### SUPPLIED MATERIAL ###
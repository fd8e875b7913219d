//! Folds matched statements into a tree.

use text_size::{TextRange, TextSize};

use crate::base::classify_literal;
use crate::parser::{Statement, StatementMatcher};
use crate::tree::{Node, NodeId, Output, Tree};

/// Result of folding one document.
pub(super) struct Parsed {
    pub tree: Tree,
    pub root: NodeId,
    /// `type` / `enum` statements in source order, detached from `root`
    pub definitions: Vec<NodeId>,
    /// Top-level API blocks
    pub apis: Vec<NodeId>,
}

/// A string value still waiting for its closing quote.
struct OpenString {
    node: NodeId,
    quote: char,
}

pub(super) struct Builder<'m> {
    matcher: &'m StatementMatcher,
    tree: Tree,
    root: NodeId,
    /// Open containers, innermost last; `root` is never popped
    open: Vec<NodeId>,
    pending: Option<OpenString>,
    definitions: Vec<NodeId>,
    apis: Vec<NodeId>,
}

impl<'m> Builder<'m> {
    pub(super) fn new(matcher: &'m StatementMatcher) -> Self {
        let mut tree = Tree::new();
        let root = tree.alloc(Node::new("dict", "", "", "{"));
        Self {
            matcher,
            tree,
            root,
            open: vec![root],
            pending: None,
            definitions: Vec::new(),
            apis: Vec::new(),
        }
    }

    pub(super) fn feed(&mut self, text: &str) {
        let mut offset = 0usize;
        for line in text.split_inclusive('\n') {
            let start = offset;
            offset += line.len();

            if self.pending.is_some() {
                self.continue_string(line, offset);
                continue;
            }
            if let Some(statement) = self.matcher.match_line(line, start) {
                let node = self.stub(&statement);
                self.push(node);
            }
        }
    }

    /// Stub node for `statement` under the current container.
    ///
    /// Inside a list a bare literal (`"a"`, `3`) is an item value, not a name.
    fn stub(&self, statement: &Statement<'_>) -> Node {
        let text = statement.name.trim();
        let bare = statement.type_text.is_empty()
            && statement.hint.is_empty()
            && statement.value.is_empty()
            && !matches!(text, "}" | "]");
        if bare && self.tree[self.current()].is_list() && classify_literal(text).is_literal() {
            return Node::new("", "", "", text).with_span(statement.range);
        }
        statement.to_node()
    }

    pub(super) fn finish(mut self) -> Parsed {
        if let Some(open) = self.pending.take() {
            tracing::warn!(
                "string value of '{}' is never closed",
                self.tree[open.node].name
            );
        }
        // Unterminated blocks still count; definitions among them register
        while self.open.len() > 1 {
            if let Some(id) = self.open.pop() {
                tracing::warn!("block '{}' is never closed", self.tree[id].name);
                self.closed(id);
            }
        }

        self.tree.project(self.root);

        Parsed {
            tree: self.tree,
            root: self.root,
            definitions: self.definitions,
            apis: self.apis,
        }
    }

    fn push(&mut self, node: Node) {
        if node.is_close() {
            match self.open.len() {
                1 => tracing::warn!("ignoring unmatched '{}'", node.name),
                _ => {
                    if let Some(id) = self.open.pop() {
                        self.closed(id);
                    }
                }
            }
            return;
        }

        let opens = node.is_open() || node.is_bracket();
        let quote = node
            .multiline_quote()
            .filter(|&q| node.raw_value.matches(q).count() == 1);
        let definition = node.is_definition();
        let api = node.is_api();

        tracing::trace!(
            "statement '{}' type '{}' value {:?}",
            node.name,
            node.kind_type,
            node.raw_value
        );
        let parent = self.current();
        let id = self.tree.alloc(node);

        if definition {
            if !opens {
                self.definitions.push(id);
            }
        } else {
            self.tree.add(parent, id);
            if api && parent == self.root {
                self.apis.push(id);
            }
        }

        if opens {
            self.open.push(id);
        } else if let Some(quote) = quote {
            self.pending = Some(OpenString { node: id, quote });
        }
    }

    fn current(&self) -> NodeId {
        self.open.last().copied().unwrap_or(self.root)
    }

    fn closed(&mut self, id: NodeId) {
        if self.tree[id].is_definition() {
            self.definitions.push(id);
        } else {
            self.tree.project(id);
        }
    }

    /// Absorb one raw line into the pending string value.
    fn continue_string(&mut self, line: &str, end: usize) {
        let Some(open) = &self.pending else {
            return;
        };
        let (id, quote) = (open.node, open.quote);
        let text = line.trim_end_matches(['\r', '\n']);
        let done = text.matches(quote).count() == 1;

        let node = &mut self.tree[id];
        node.raw_value.push('\n');
        node.raw_value.push_str(text);
        if let Some(span) = node.span {
            let end = TextSize::new((end - (line.len() - text.len())) as u32);
            node.span = Some(TextRange::new(span.start(), end));
        }

        node.output = Output::Literal(node.raw_value.clone());
        if done {
            self.pending = None;
        }
    }
}
//! Serializable views over a tree.
//!
//! Views borrow the tree and serialize lazily, so the same resolved tree can
//! be written with any serde format.

use serde::ser::{Serialize, SerializeMap, SerializeSeq, Serializer};

use crate::tree::{NodeId, Output, Tree};

/// Annotated form: every node is an object with its declared type, its hint,
/// and its value.
///
/// ```json
/// { "type": "dict", "value": { "age": { "type": "num", "hint": "years", "value": "18" } } }
/// ```
#[derive(Debug, Clone, Copy)]
pub struct NodeView<'t> {
    tree: &'t Tree,
    id: NodeId,
}

impl<'t> NodeView<'t> {
    pub fn new(tree: &'t Tree, id: NodeId) -> Self {
        Self { tree, id }
    }

    fn at(&self, id: NodeId) -> Self {
        Self::new(self.tree, id)
    }
}

impl Serialize for NodeView<'_> {
    fn serialize<S: Serializer>(&self, serializer: S) -> Result<S::Ok, S::Error> {
        let node = &self.tree[self.id];
        let mut map = serializer.serialize_map(None)?;
        if !node.kind_type.is_empty() {
            map.serialize_entry("type", &node.type_text())?;
        }
        if !node.hint.is_empty() {
            map.serialize_entry("hint", &node.hint)?;
        }
        match &node.output {
            Output::Unset => {}
            Output::Literal(value) => map.serialize_entry("value", value)?,
            Output::Items => {
                let items = node.items.iter().map(|&id| self.at(id)).collect::<Vec<_>>();
                map.serialize_entry("value", &items)?;
            }
            Output::Children => {
                let children = Children {
                    view: *self,
                    as_payload: false,
                };
                map.serialize_entry("value", &children)?;
            }
        }
        map.end()
    }
}

/// Bare payload form: dicts become maps, lists sequences, and literals
/// values typed by the node's declared scalar type.
///
/// ```json
/// { "age": 18, "name": "bob", "tags": ["a", "b"] }
/// ```
#[derive(Debug, Clone, Copy)]
pub struct PayloadView<'t> {
    tree: &'t Tree,
    id: NodeId,
}

impl<'t> PayloadView<'t> {
    pub fn new(tree: &'t Tree, id: NodeId) -> Self {
        Self { tree, id }
    }
}

impl Serialize for PayloadView<'_> {
    fn serialize<S: Serializer>(&self, serializer: S) -> Result<S::Ok, S::Error> {
        let node = &self.tree[self.id];
        match &node.output {
            Output::Unset => serializer.serialize_none(),
            Output::Literal(value) => Scalar::of(&node.kind_type, value).serialize(serializer),
            Output::Items => {
                let mut seq = serializer.serialize_seq(Some(node.items.len()))?;
                for &item in &node.items {
                    seq.serialize_element(&PayloadView::new(self.tree, item))?;
                }
                seq.end()
            }
            Output::Children => Children {
                view: NodeView::new(self.tree, self.id),
                as_payload: true,
            }
            .serialize(serializer),
        }
    }
}

/// Keyed children of a dict node, in insertion order.
struct Children<'t> {
    view: NodeView<'t>,
    as_payload: bool,
}

impl Serialize for Children<'_> {
    fn serialize<S: Serializer>(&self, serializer: S) -> Result<S::Ok, S::Error> {
        let tree = self.view.tree;
        let node = &tree[self.view.id];
        let mut map = serializer.serialize_map(Some(node.children.len()))?;
        for (name, &child) in &node.children {
            if self.as_payload {
                map.serialize_entry(name, &PayloadView::new(tree, child))?;
            } else {
                map.serialize_entry(name, &NodeView::new(tree, child))?;
            }
        }
        map.end()
    }
}

/// A literal interpreted through its declared type.
#[derive(Debug, Clone, PartialEq)]
enum Scalar<'v> {
    Null,
    Bool(bool),
    Int(i64),
    Float(f64),
    Text(&'v str),
}

impl<'v> Scalar<'v> {
    fn of(kind_type: &str, raw: &'v str) -> Self {
        let text = raw.trim();
        let text = text.strip_suffix(",constant").unwrap_or(text).trim_end();
        if text == "none" {
            return Self::Null;
        }
        let typed = match kind_type {
            "num" | "int" | "float" => text
                .parse::<i64>()
                .map(Self::Int)
                .ok()
                .or_else(|| text.parse::<f64>().ok().map(Self::Float)),
            "bool" => text.parse::<bool>().ok().map(Self::Bool),
            _ => None,
        };
        typed.unwrap_or_else(|| Self::Text(unquote(text)))
    }
}

impl Serialize for Scalar<'_> {
    fn serialize<S: Serializer>(&self, serializer: S) -> Result<S::Ok, S::Error> {
        match *self {
            Self::Null => serializer.serialize_none(),
            Self::Bool(b) => serializer.serialize_bool(b),
            Self::Int(i) => serializer.serialize_i64(i),
            Self::Float(f) => serializer.serialize_f64(f),
            Self::Text(s) => serializer.serialize_str(s),
        }
    }
}

/// Strip one pair of matching surrounding quotes.
fn unquote(text: &str) -> &str {
    for quote in ['"', '\'', '`'] {
        if let Some(inner) = text
            .strip_prefix(quote)
            .and_then(|rest| rest.strip_suffix(quote))
        {
            return inner;
        }
    }
    text
}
###
### WORK ITEM
Look back at the entries above. Retype the line with "resolved tree can", the line with "impl Serialize for PayloadView<'_>", and all lines in between.

### RESPONSE FOR THIS EXERCISE
//! Views borrow the tree and serialize lazily, so the same resolved tree can
//! be written with any serde format.

use serde::ser::{Serialize, SerializeMap, SerializeSeq, Serializer};

use crate::tree::{NodeId, Output, Tree};

/// Annotated form: every node is an object with its declared type, its hint,
/// and its value.
///
/// ```json
/// { "type": "dict", "value": { "age": { "type": "num", "hint": "years", "value": "18" } } }
/// ```
#[derive(Debug, Clone, Copy)]
pub struct NodeView<'t> {
    tree: &'t Tree,
    id: NodeId,
}

impl<'t> NodeView<'t> {
    pub fn new(tree: &'t Tree, id: NodeId) -> Self {
        Self { tree, id }
    }

    fn at(&self, id: NodeId) -> Self {
        Self::new(self.tree, id)
    }
}

impl Serialize for NodeView<'_> {
    fn serialize<S: Serializer>(&self, serializer: S) -> Result<S::Ok, S::Error> {
        let node = &self.tree[self.id];
        let mut map = serializer.serialize_map(None)?;
        if !node.kind_type.is_empty() {
            map.serialize_entry("type", &node.type_text())?;
        }
        if !node.hint.is_empty() {
            map.serialize_entry("hint", &node.hint)?;
        }
        match &node.output {
            Output::Unset => {}
            Output::Literal(value) => map.serialize_entry("value", value)?,
            Output::Items => {
                let items = node.items.iter().map(|&id| self.at(id)).collect::<Vec<_>>();
                map.serialize_entry("value", &items)?;
            }
            Output::Children => {
                let children = Children {
                    view: *self,
                    as_payload: false,
                };
                map.serialize_entry("value", &children)?;
            }
        }
        map.end()
    }
}

/// Bare payload form: dicts become maps, lists sequences, and literals
/// values typed by the node's declared scalar type.
///
/// ```json
/// { "age": 18, "name": "bob", "tags": ["a", "b"] }
/// ```
#[derive(Debug, Clone, Copy)]
pub struct PayloadView<'t> {
    tree: &'t Tree,
    id: NodeId,
}

impl<'t> PayloadView<'t> {
    pub fn new(tree: &'t Tree, id: NodeId) -> Self {
        Self { tree, id }
    }
}

impl Serialize for PayloadView<'_> {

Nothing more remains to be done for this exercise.